Surely your friend checked it was clear to open a door into traffic?
If you done this in your own car, you would be 100% liable so I don't see it any differently. 

Sorry for your friend, but my opinion puts your friend at fault too.


----------



## Monbretia (8 Nov 2014)

What sort of car?  €1,000 sounds a lot for a mirror, my whole car didn't cost that much!


----------



## Sandals (9 Nov 2014)

Monbretia said:


> What sort of car?  €1,000 sounds a lot for a mirror, my whole car didn't cost that much!



+1 van wing mirror just replaced for much same reason, caught a jeep on narrow road, mirror was hanging off, glass shattered, scrap yard €60 n fitted by himself....

if its only scratched, surely it can be repaired....get a few quotes.....


----------



## twofor1 (9 Nov 2014)

Babby said:


> My friend could not get out on the pavement side as there was a lamppost there.
> 
> She obviously did not know another car would drive by at speed.
> 
> ...


 
My opinion;

The passenger should have exercised caution opening the door, but;

Some blame has to be apportioned to the taxi driver for pulling up by a lamppost that prevented the kerbside door been opened.

Some blame has to be apportioned to the other car for driving at speed.

The other car driver is an opportunistic chancer demanding €1000 for a scratch on a wing mirror.

It would suit the taxi driver for the passenger and other driver to sort this issue between them, hence his support for the €1000 extortion demand.

It is not the Garda’s job to assess damage, and can’t see him/her telling your friend to pay €1000.

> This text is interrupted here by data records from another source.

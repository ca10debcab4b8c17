use clap::{builder::ValueParser, Arg, ArgAction, Command};

pub const ARG_VERBOSITY: &str = "verbosity";

/// Level names in verbosity order; the index is the `-v` count.
const LOG_LEVELS: [&str; 5] = ["error", "warn", "info", "debug", "trace"];

/// Accept a level name (any case) or its verbosity index, e.g. `RUKUN_LOG_LEVEL=debug` or `3`.
fn parse_log_level(level: &str) -> Result<u8, String> {
    let level = level.trim();
    let index = match level.parse::<usize>() {
        Ok(index) if index < LOG_LEVELS.len() => Some(index),
        Ok(_) => None,
        Err(_) => LOG_LEVELS
            .iter()
            .position(|name| name.eq_ignore_ascii_case(level)),
    };

    index
        .and_then(|index| u8::try_from(index).ok())
        .ok_or_else(|| format!("invalid log level {level:?}, expected one of {LOG_LEVELS:?} or 0-4"))
}

#[must_use]
pub fn log_level_parser() -> ValueParser {
    ValueParser::from(parse_log_level)
}

#[must_use]
pub fn with_args(command: Command) -> Command {
    command.arg(
        Arg::new(ARG_VERBOSITY)
            .short('v')
            .long("verbose")
            .help("Log level, repeat -v to raise it: error, warn, info, debug, trace (default: error)")
            .env("RUKUN_LOG_LEVEL")
            .global(true)
            .action(ArgAction::Count)
            .value_parser(log_level_parser()),
    )
}
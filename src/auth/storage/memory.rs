//! In-memory store used by unit tests.

use anyhow::{anyhow, Result};
use chrono::Utc;
use std::collections::{HashMap, HashSet};
use std::sync::{
    atomic::{AtomicBool, Ordering},
    Mutex,
};
use uuid::Uuid;

use super::{AccountStore, InsertOutcome, SessionRecord, SessionStore};
use crate::auth::account::{Account, AccountKind, NewAccount};

/// Storage calls that can be made to fail individually.
#[derive(Debug, Clone, Copy, PartialEq, Eq, Hash)]
pub(crate) enum Op {
    IdentifierExists,
    FindAccount,
    InsertAccount,
    SaveSession,
    FindSession,
    DeleteSession,
}

#[derive(Debug, Default)]
pub(crate) struct MemoryStore {
    accounts: Mutex<HashMap<(AccountKind, String), Account>>,
    sessions: Mutex<HashMap<String, SessionRecord>>,
    failing: AtomicBool,
    failing_ops: Mutex<HashSet<Op>>,
}

impl MemoryStore {
    /// Make every following call fail like an unreachable database.
    pub(crate) fn fail(&self) {
        self.failing.store(true, Ordering::SeqCst);
    }

    /// Make only `op` fail; other calls keep working.
    pub(crate) fn fail_on(&self, op: Op) {
        if let Ok(mut ops) = self.failing_ops.lock() {
            ops.insert(op);
        }
    }

    fn check(&self, op: Op) -> Result<()> {
        let op_failing = self
            .failing_ops
            .lock()
            .map_err(|_| anyhow!("poisoned"))?
            .contains(&op);
        if op_failing || self.failing.load(Ordering::SeqCst) {
            return Err(anyhow!("storage unavailable"));
        }
        Ok(())
    }

    pub(crate) fn account_count(&self) -> usize {
        self.accounts.lock().map_or(0, |accounts| accounts.len())
    }

    pub(crate) fn session_count(&self) -> usize {
        self.sessions.lock().map_or(0, |sessions| sessions.len())
    }

    pub(crate) fn sessions(&self) -> Vec<SessionRecord> {
        self.sessions
            .lock()
            .map(|sessions| sessions.values().cloned().collect())
            .unwrap_or_default()
    }
}

impl AccountStore for MemoryStore {
    async fn identifier_exists(&self, kind: AccountKind, identifier: &str) -> Result<bool> {
        self.check(Op::IdentifierExists)?;
        let accounts = self.accounts.lock().map_err(|_| anyhow!("poisoned"))?;
        Ok(accounts.contains_key(&(kind, identifier.to_string())))
    }

    async fn find_account(&self, kind: AccountKind, identifier: &str) -> Result<Option<Account>> {
        self.check(Op::FindAccount)?;
        let accounts = self.accounts.lock().map_err(|_| anyhow!("poisoned"))?;
        Ok(accounts.get(&(kind, identifier.to_string())).cloned())
    }

    async fn insert_account(&self, account: &NewAccount) -> Result<InsertOutcome> {
        self.check(Op::InsertAccount)?;
        let mut accounts = self.accounts.lock().map_err(|_| anyhow!("poisoned"))?;
        let key = (
            account.class.kind(),
            account.class.identifier().to_string(),
        );
        if accounts.contains_key(&key) {
            return Ok(InsertOutcome::Conflict);
        }
        let created = Account {
            id: Uuid::now_v7(),
            class: account.class.clone(),
            password_hash: account.password_hash.clone(),
            created_at: Utc::now(),
        };
        accounts.insert(key, created.clone());
        Ok(InsertOutcome::Created(created))
    }
}

impl SessionStore for MemoryStore {
    async fn save_session(&self, record: &SessionRecord) -> Result<()> {
        self.check(Op::SaveSession)?;
        let mut sessions = self.sessions.lock().map_err(|_| anyhow!("poisoned"))?;
        if sessions.contains_key(&record.token_digest) {
            return Err(anyhow!("duplicate refresh token"));
        }
        sessions.insert(record.token_digest.clone(), record.clone());
        Ok(())
    }

    async fn find_session(&self, token_digest: &str) -> Result<Option<SessionRecord>> {
        self.check(Op::FindSession)?;
        let sessions = self.sessions.lock().map_err(|_| anyhow!("poisoned"))?;
        Ok(sessions.get(token_digest).cloned())
    }

    async fn delete_session(&self, token_digest: &str) -> Result<u64> {
        self.check(Op::DeleteSession)?;
        let mut sessions = self.sessions.lock().map_err(|_| anyhow!("poisoned"))?;
        Ok(u64::from(sessions.remove(token_digest).is_some()))
    }
}
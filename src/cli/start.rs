use crate::cli::{actions::Action, commands, dispatch, telemetry};
use anyhow::Result;

/// Map verbosity count to tracing level
const fn get_verbosity_level(verbosity: u8) -> tracing::Level {
    match verbosity {
        0 => tracing::Level::ERROR,
        1 => tracing::Level::WARN,
        2 => tracing::Level::INFO,
        3 => tracing::Level::DEBUG,
        _ => tracing::Level::TRACE,
    }
}

/// Parse arguments, install logging and return the action to run.
///
/// # Errors
///
/// Returns an error if telemetry initialization or action dispatch fails
pub fn start() -> Result<Action> {
    let matches = commands::new().get_matches();

    let verbosity_level = get_verbosity_level(
        matches
            .get_one::<u8>(commands::logging::ARG_VERBOSITY)
            .copied()
            .unwrap_or(0),
    );

    telemetry::init(verbosity_level)?;

    dispatch::handler(&matches)
}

Given all the above, the taxi and another car were involved in an accident, I would be telling them to let their insurers sort it out between them, I’d bet your friend would then never hear another word about it.


----------



## sullydublin (9 Nov 2014)

I'm of the opinion that the taxi is to blame. The driver should of pulled in to a much safer location and should made sure from his mirrors that it was safe for the passenger to egress from the taxi. 

The passenger doesn't have a wing mirror to help them exiting unless they have sat in the front passengers sit. 

I wouldn't be paying anyone any money. Especially  €1000 for something that should max cost €200.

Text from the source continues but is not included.